This topic provides answers to some frequently asked questions about fully managed Flink, including answers to questions about console operations, network connectivity, and JAR package issues.

How do I upload a JAR package in the Object Storage Service (OSS) console?

  1. In the console of fully managed Flink, view the OSS bucket of the current cluster. OSS Bucket
    The following figure shows information about the OSS bucket. Bucket details
  2. Log on to the OSS console and upload the JAR package to the /artifacts/namespaces directory of the OSS bucket. Directory of the JAR package
  3. In the left-side navigation pane of the console of fully managed Flink, click Artifacts to view the JAR package that you uploaded in the OSS console. View the JAR package

How do I configure the parameters that are related to checkpoints and state backends?

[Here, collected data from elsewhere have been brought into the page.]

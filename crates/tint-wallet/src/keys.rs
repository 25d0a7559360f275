//! Seed handling and deterministic key derivation.
//!
//! Child Ed25519 keys come from BLAKE3's key-derivation mode over
//! `seed || index`. Each key locks a plain P2PKH script; colored outputs to
//! the same key reuse its pubkey hash under a color prefix.

use std::collections::HashMap;
use std::fmt;
use zeroize::{Zeroize, ZeroizeOnDrop};

use tint_core::constants::HASH160_SIZE;
use tint_core::crypto::KeyPair;
use tint_core::script::Script;

/// BLAKE3 KDF context for child key derivation.
const KDF_CONTEXT: &str = "tint-wallet-key-derivation-v1";

/// A 32-byte master seed, zeroized on drop.
#[derive(Clone, Zeroize, ZeroizeOnDrop)]
pub struct Seed {
    bytes: [u8; 32],
}

impl Seed {
    /// Generate a random seed from the OS cryptographic RNG.
    pub fn generate() -> Self {
        use rand::RngCore;
        let mut bytes = [0u8; 32];
        rand::rngs::OsRng.fill_bytes(&mut bytes);
        Self { bytes }
    }

    pub fn from_bytes(bytes: [u8; 32]) -> Self {
        Self { bytes }
    }

    /// Get the raw seed bytes. Handle with care.
    pub fn as_bytes(&self) -> &[u8; 32] {
        &self.bytes
    }
}

impl fmt::Debug for Seed {
    fn fmt(&self, f: &mut fmt::Formatter<'_>) -> fmt::Result {
        f.debug_struct("Seed")
            .field("bytes", &"[REDACTED]")
            .finish()
    }
}

/// Deterministic chain of child keys derived from one seed.
pub struct KeyChain {
    seed: Seed,
    next_index: u32,
    keypairs: HashMap<u32, KeyPair>,
    /// Reverse lookup: pubkey hash -> derivation index.
    index_by_hash: HashMap<[u8; HASH160_SIZE], u32>,
}

impl KeyChain {
    pub fn new(seed: Seed) -> Self {
        Self {
            seed,
            next_index: 0,
            keypairs: HashMap::new(),
            index_by_hash: HashMap::new(),
        }
    }

    /// Derive (and cache) the keypair at `index`.
    pub fn derive_keypair(&mut self, index: u32) -> &KeyPair {
        if !self.keypairs.contains_key(&index) {
            let kp = derive_child_keypair(&self.seed, index);
            self.index_by_hash.insert(kp.public_key().pubkey_hash(), index);
            self.keypairs.insert(index, kp);
            if index >= self.next_index {
                self.next_index = index.saturating_add(1);
            }
        }
        &self.keypairs[&index]
    }

    /// P2PKH script for the key at `index`.
    pub fn script_at(&mut self, index: u32) -> Script {
        self.derive_keypair(index).public_key().p2pkh_script()
    }

    /// P2PKH script for a never-used key, advancing the index.
    pub fn next_script(&mut self) -> Script {
        let index = self.next_index;
        self.script_at(index)
    }

    pub fn keypair_for_pubkey_hash(&self, hash: &[u8; HASH160_SIZE]) -> Option<&KeyPair> {
        self.index_by_hash
            .get(hash)
            .and_then(|idx| self.keypairs.get(idx))
    }

    /// Whether `script` (plain or colored) pays to a key of this chain.
    pub fn owns(&self, script: &Script) -> bool {
        script
            .pubkey_hash()
            .is_some_and(|h| self.index_by_hash.contains_key(&h))
    }

    pub fn next_index(&self) -> u32 {
        self.next_index
    }
}

impl fmt::Debug for KeyChain {
    fn fmt(&self, f: &mut fmt::Formatter<'_>) -> fmt::Result {
        f.debug_struct("KeyChain")
            .field("next_index", &self.next_index)
            .field("cached_keys", &self.keypairs.len())
            .finish()
    }
}

fn derive_child_keypair(seed: &Seed, index: u32) -> KeyPair {
    let mut ikm = Vec::with_capacity(36);
    ikm.extend_from_slice(seed.as_bytes());
    ikm.extend_from_slice(&index.to_le_bytes());
    KeyPair::from_secret_bytes(blake3::derive_key(KDF_CONTEXT, &ikm))
}

#[cfg(test)]
mod tests {
    use super::*;
    use tint_core::color::ColorIdentifier;

    #[test]
    fn seed_generate_unique() {
        assert_ne!(Seed::generate().as_bytes(), Seed::generate().as_bytes());
    }

    #[test]
    fn seed_debug_hides_bytes() {
        let debug = format!("{:?}", Seed::from_bytes([0xAB; 32]));
        assert!(debug.contains("REDACTED"));
        assert!(!debug.contains("ab"));
    }

    #[test]
    fn derive_deterministic_and_unique() {
        let seed = Seed::from_bytes([1u8; 32]);
        assert_eq!(
            derive_child_keypair(&seed, 0).public_key(),
            derive_child_keypair(&seed, 0).public_key()
        );
        assert_ne!(
            derive_child_keypair(&seed, 0).public_key(),
            derive_child_keypair(&seed, 1).public_key()
        );
        assert_ne!(
            derive_child_keypair(&seed, 0).public_key(),
            derive_child_keypair(&Seed::from_bytes([2u8; 32]), 0).public_key()
        );
    }

    #[test]
    fn next_script_advances() {
        let mut kc = KeyChain::new(Seed::from_bytes([3u8; 32]));
        let s0 = kc.next_script();
        let s1 = kc.next_script();
        assert_ne!(s0, s1);
        assert_eq!(kc.next_index(), 2);
    }

    #[test]
    fn script_at_is_stable_and_bumps_index() {
        let mut kc = KeyChain::new(Seed::from_bytes([4u8; 32]));
        assert_eq!(kc.script_at(5), kc.script_at(5));
        assert_eq!(kc.next_index(), 6);
    }

    #[test]
    fn lookup_by_pubkey_hash() {
        let mut kc = KeyChain::new(Seed::from_bytes([6u8; 32]));
        let script = kc.next_script();
        let hash = script.pubkey_hash().unwrap();
        let kp = kc.keypair_for_pubkey_hash(&hash).unwrap();
        assert_eq!(kp.public_key().p2pkh_script(), script);
        assert!(kc.keypair_for_pubkey_hash(&[0u8; 20]).is_none());
    }

    #[test]
    fn owns_plain_and_colored() {
        let mut kc = KeyChain::new(Seed::from_bytes([7u8; 32]));
        let script = kc.next_script();
        let colored = script.add_color(&ColorIdentifier::reissuable(&script)).unwrap();
        assert!(kc.owns(&script));
        assert!(kc.owns(&colored));
        assert!(!kc.owns(&Script::p2pkh([0; 20])));
        assert!(!kc.owns(&Script::p2sh([0; 20])));
    }

    #[test]
    fn keychain_debug_format() {
        let kc = KeyChain::new(Seed::from_bytes([10u8; 32]));
        assert!(format!("{kc:?}").contains("KeyChain"));
    }
}
//! In-memory reference wallet backend.
//!
//! [`MemoryWallet`] owns a [`KeyChain`], tracks unspent outputs in the order
//! they were credited, and signs with Ed25519. It has no persistence and no
//! chain connection: callers feed it transactions through
//! [`credit`](MemoryWallet::credit) and [`apply`](MemoryWallet::apply).

use parking_lot::RwLock;
use tint_core::color::ColorIdentifier;
use tint_core::crypto::sign_input;
use tint_core::error::BackendError;
use tint_core::script::Script;
use tint_core::traits::WalletBackend;
use tint_core::types::{PrevOutput, Transaction, UnspentOutput};
use tracing::debug;

use crate::coin_selection::{CoinSelector, ColorFilter};
use crate::error::WalletError;
use crate::keys::{KeyChain, Seed};

struct Inner {
    keychain: KeyChain,
    receive: Script,
    /// Owned unspent outputs, oldest credit first.
    utxos: Vec<UnspentOutput>,
    loaded: bool,
}

/// Wallet backed by a seed and an in-memory UTXO list.
///
/// The receive script is fixed (key index 0) so reissuable colors derived
/// from it stay stable; every change script is a fresh key.
pub struct MemoryWallet {
    id: String,
    inner: RwLock<Inner>,
}

impl MemoryWallet {
    /// Create a wallet with a random seed.
    pub fn create(id: impl Into<String>) -> Self {
        Self::from_seed(id, Seed::generate())
    }

    pub fn from_seed(id: impl Into<String>, seed: Seed) -> Self {
        let mut keychain = KeyChain::new(seed);
        let receive = keychain.script_at(0);
        Self {
            id: id.into(),
            inner: RwLock::new(Inner {
                keychain,
                receive,
                utxos: Vec::new(),
                loaded: true,
            }),
        }
    }

    pub fn id(&self) -> &str {
        &self.id
    }

    /// Stop serving requests until [`load`](Self::load) is called.
    pub fn unload(&self) {
        self.inner.write().loaded = false;
    }

    pub fn load(&self) {
        self.inner.write().loaded = true;
    }

    /// Record every output of `tx` paying to one of this wallet's keys.
    ///
    /// Returns how many outputs were added. Outputs already tracked are skipped.
    pub fn credit(&self, tx: &Transaction, finalized: bool) -> Result<usize, BackendError> {
        let txid = tx.txid()?;
        let mut inner = self.inner.write();
        let mut added = 0;
        for (index, output) in tx.outputs.iter().enumerate() {
            let index = index as u32;
            if !inner.keychain.owns(&output.script_pubkey)
                || inner.utxos.iter().any(|u| u.txid == txid && u.index == index)
            {
                continue;
            }
            inner.utxos.push(UnspentOutput {
                txid,
                index,
                script_pubkey: output.script_pubkey.clone(),
                amount: output.value,
                finalized,
            });
            added += 1;
        }
        debug!(wallet = %self.id, %txid, added, "credited outputs");
        Ok(added)
    }

    /// Remove outputs spent by `tx`, then credit its outputs.
    pub fn apply(&self, tx: &Transaction, finalized: bool) -> Result<usize, BackendError> {
        {
            let mut inner = self.inner.write();
            inner.utxos.retain(|u| {
                !tx.inputs
                    .iter()
                    .any(|i| i.previous_output == u.outpoint())
            });
        }
        self.credit(tx, finalized)
    }

    /// Mark every tracked output as finalized.
    pub fn finalize_all(&self) {
        for utxo in &mut self.inner.write().utxos {
            utxo.finalized = true;
        }
    }

    /// Plain value held.
    pub fn balance(&self, only_finalized: bool) -> Result<u64, WalletError> {
        let utxos = self.list_unspent(only_finalized)?;
        CoinSelector::balance(&utxos, &ColorFilter::Uncolored)
    }

    /// Amount held of `color_id`.
    pub fn token_balance(
        &self,
        color_id: &ColorIdentifier,
        only_finalized: bool,
    ) -> Result<u64, WalletError> {
        let utxos = self.list_unspent(only_finalized)?;
        CoinSelector::balance(&utxos, &ColorFilter::Colored(*color_id))
    }

    fn ensure_loaded(&self, inner: &Inner) -> Result<(), BackendError> {
        if inner.loaded {
            Ok(())
        } else {
            Err(BackendError::WalletUnloaded(self.id.clone()))
        }
    }
}

impl WalletBackend for MemoryWallet {
    fn list_unspent(&self, only_finalized: bool) -> Result<Vec<UnspentOutput>, BackendError> {
        let inner = self.inner.read();
        self.ensure_loaded(&inner)?;
        Ok(inner
            .utxos
            .iter()
            .filter(|u| u.finalized || !only_finalized)
            .cloned()
            .collect())
    }

    fn receive_address(&self) -> Result<Script, BackendError> {
        let inner = self.inner.read();
        self.ensure_loaded(&inner)?;
        Ok(inner.receive.clone())
    }

    fn change_address(&self) -> Result<Script, BackendError> {
        let mut inner = self.inner.write();
        self.ensure_loaded(&inner)?;
        Ok(inner.keychain.next_script())
    }

    fn sign_tx(
        &self,
        mut tx: Transaction,
        prev_outputs: &[PrevOutput],
    ) -> Result<Transaction, BackendError> {
        let inner = self.inner.read();
        self.ensure_loaded(&inner)?;

        for i in 0..tx.inputs.len() {
            let outpoint = tx.inputs[i].previous_output;
            let (script, amount) = prev_outputs
                .iter()
                .find(|p| p.outpoint() == outpoint)
                .map(|p| (p.script_pubkey.clone(), p.amount))
                .or_else(|| {
                    inner
                        .utxos
                        .iter()
                        .find(|u| u.outpoint() == outpoint)
                        .map(|u| (u.script_pubkey.clone(), u.amount))
                })
                .ok_or_else(|| BackendError::MissingPrevOutput(outpoint.to_string()))?;

            let hash = script
                .pubkey_hash()
                .ok_or_else(|| BackendError::UnsupportedScript(script.to_hex()))?;
            let keypair = inner
                .keychain
                .keypair_for_pubkey_hash(&hash)
                .ok_or_else(|| BackendError::KeyNotFound(hex::encode(hash)))?;

            sign_input(&mut tx, i, &script, amount, keypair)?;
        }

        debug!(wallet = %self.id, inputs = tx.inputs.len(), "signed transaction");
        Ok(tx)
    }
}

#[cfg(test)]
mod tests {
    use super::*;
    use tint_core::crypto::verify_input;
    use tint_core::types::{Hash256, OutPoint, TxInput, TxOutput};

    fn wallet(seed: u8) -> MemoryWallet {
        MemoryWallet::from_seed(format!("w{seed}"), Seed::from_bytes([seed; 32]))
    }

    /// A transaction from nowhere paying `values` to `script`.
    fn deposit(script: &Script, values: &[u64], nonce: u8) -> Transaction {
        Transaction {
            version: 1,
            inputs: vec![TxInput::new(OutPoint::new(Hash256([nonce; 32]), 0))],
            outputs: values
                .iter()
                .map(|&value| TxOutput {
                    value,
                    script_pubkey: script.clone(),
                })
                .collect(),
            lock_time: 0,
        }
    }

    #[test]
    fn receive_address_is_stable() {
        let w = wallet(1);
        assert_eq!(w.receive_address().unwrap(), w.receive_address().unwrap());
    }

    #[test]
    fn change_addresses_are_fresh() {
        let w = wallet(1);
        let a = w.change_address().unwrap();
        let b = w.change_address().unwrap();
        assert_ne!(a, b);
        assert_ne!(a, w.receive_address().unwrap());
    }

    #[test]
    fn same_seed_same_receive_address() {
        assert_eq!(wallet(2).receive_address().unwrap(), wallet(2).receive_address().unwrap());
    }

    #[test]
    fn credit_only_own_outputs() {
        let w = wallet(1);
        let mut tx = deposit(&w.receive_address().unwrap(), &[100, 200], 1);
        tx.outputs.push(TxOutput {
            value: 999,
            script_pubkey: Script::p2pkh([0; 20]),
        });
        assert_eq!(w.credit(&tx, true).unwrap(), 2);
        assert_eq!(w.credit(&tx, true).unwrap(), 0);
        assert_eq!(w.balance(true).unwrap(), 300);
    }

    #[test]
    fn list_unspent_in_credit_order() {
        let w = wallet(1);
        let script = w.receive_address().unwrap();
        w.credit(&deposit(&script, &[5], 1), true).unwrap();
        w.credit(&deposit(&script, &[7], 2), true).unwrap();
        let amounts: Vec<u64> = w.list_unspent(true).unwrap().iter().map(|u| u.amount).collect();
        assert_eq!(amounts, vec![5, 7]);
    }

    #[test]
    fn unfinalized_hidden_until_finalized() {
        let w = wallet(1);
        w.credit(&deposit(&w.receive_address().unwrap(), &[50], 1), false).unwrap();
        assert_eq!(w.balance(true).unwrap(), 0);
        assert_eq!(w.balance(false).unwrap(), 50);
        w.finalize_all();
        assert_eq!(w.balance(true).unwrap(), 50);
    }

    #[test]
    fn colored_outputs_tracked_separately() {
        let w = wallet(1);
        let script = w.receive_address().unwrap();
        let color = ColorIdentifier::reissuable(&script);
        let tx = Transaction {
            outputs: vec![
                TxOutput { value: 10, script_pubkey: script.clone() },
                TxOutput { value: 300, script_pubkey: script.add_color(&color).unwrap() },
            ],
            ..deposit(&script, &[], 1)
        };
        w.credit(&tx, true).unwrap();
        assert_eq!(w.balance(true).unwrap(), 10);
        assert_eq!(w.token_balance(&color, true).unwrap(), 300);
    }

    #[test]
    fn apply_removes_spent() {
        let w = wallet(1);
        let script = w.receive_address().unwrap();
        let dep = deposit(&script, &[100], 1);
        w.credit(&dep, true).unwrap();

        let spend = Transaction {
            inputs: vec![TxInput::new(dep.outpoint(0).unwrap())],
            outputs: vec![TxOutput { value: 90, script_pubkey: w.change_address().unwrap() }],
            ..Transaction::new()
        };
        w.apply(&spend, false).unwrap();
        let utxos = w.list_unspent(false).unwrap();
        assert_eq!(utxos.len(), 1);
        assert_eq!(utxos[0].amount, 90);
        assert!(!utxos[0].finalized);
    }

    #[test]
    fn sign_tracked_inputs() {
        let w = wallet(1);
        let script = w.receive_address().unwrap();
        let dep = deposit(&script, &[100, 200], 1);
        w.credit(&dep, true).unwrap();

        let tx = Transaction {
            inputs: vec![
                TxInput::new(dep.outpoint(1).unwrap()),
                TxInput::new(dep.outpoint(0).unwrap()),
            ],
            outputs: vec![TxOutput { value: 250, script_pubkey: Script::p2pkh([9; 20]) }],
            ..Transaction::new()
        };
        let signed = w.sign_tx(tx, &[]).unwrap();
        verify_input(&signed, 0, &script, 200).unwrap();
        verify_input(&signed, 1, &script, 100).unwrap();
    }

    #[test]
    fn sign_with_explicit_prev_output() {
        let w = wallet(1);
        let script = w.receive_address().unwrap();
        let prev = PrevOutput {
            txid: Hash256([0xEE; 32]),
            index: 0,
            script_pubkey: script.clone(),
            amount: 5_000,
        };
        let tx = Transaction {
            inputs: vec![TxInput::new(prev.outpoint())],
            ..Transaction::new()
        };
        let signed = w.sign_tx(tx, std::slice::from_ref(&prev)).unwrap();
        verify_input(&signed, 0, &script, 5_000).unwrap();
    }

    #[test]
    fn sign_unknown_prev_output() {
        let w = wallet(1);
        let op = OutPoint::new(Hash256([0xEE; 32]), 3);
        let tx = Transaction {
            inputs: vec![TxInput::new(op)],
            ..Transaction::new()
        };
        assert_eq!(
            w.sign_tx(tx, &[]),
            Err(BackendError::MissingPrevOutput(op.to_string()))
        );
    }

    #[test]
    fn sign_foreign_key() {
        let w = wallet(1);
        let prev = PrevOutput {
            txid: Hash256([0xEE; 32]),
            index: 0,
            script_pubkey: Script::p2pkh([0x42; 20]),
            amount: 1,
        };
        let tx = Transaction {
            inputs: vec![TxInput::new(prev.outpoint())],
            ..Transaction::new()
        };
        assert!(matches!(w.sign_tx(tx, &[prev]), Err(BackendError::KeyNotFound(_))));
    }

    #[test]
    fn sign_p2sh_unsupported() {
        let w = wallet(1);
        let prev = PrevOutput {
            txid: Hash256([0xEE; 32]),
            index: 0,
            script_pubkey: Script::p2sh([0x42; 20]),
            amount: 1,
        };
        let tx = Transaction {
            inputs: vec![TxInput::new(prev.outpoint())],
            ..Transaction::new()
        };
        assert!(matches!(w.sign_tx(tx, &[prev]), Err(BackendError::UnsupportedScript(_))));
    }

    #[test]
    fn unloaded_wallet_refuses() {
        let w = wallet(1);
        w.unload();
        assert_eq!(
            w.list_unspent(true),
            Err(BackendError::WalletUnloaded("w1".into()))
        );
        assert!(w.receive_address().is_err());
        w.load();
        assert!(w.list_unspent(true).is_ok());
    }
}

In the upper-right corner of the job details page, click Configure. On the right side of the Draft Editor page, click the Advanced tab. In the panel that appears, add the code shown in the following figure to the Additional Configuration section and save the code to make it take effect. The following figure shows the sample code. DetailsThe following table describes the parameters that you can configure for fully managed Flink in addition to the parameters provided by Apache Flink.
Parameter Description Remarks
state.backend The stream state storage system. Valid values:
  • GeminiStateBackend: specifies the stream state storage system provided by Alibaba Cloud. This is the default value.
  • RocksDB: specifies the stream state storage system provided by Apache Flink.
table.exec.state.ttl The time-to-live (TTL) of state data in SQL jobs.
Note We recommend that you set this parameter to 129,600,000 milliseconds, which is equal to 1.5 days.
  • For Ververica Runtime (VVR) that is earlier than 4.0, this parameter is left empty by default. This indicates that the state data does not expire.
  • For VVR 4.0 and later versions, this parameter is set to 129,600,000 milliseconds by default, which is equal to 1.5 days.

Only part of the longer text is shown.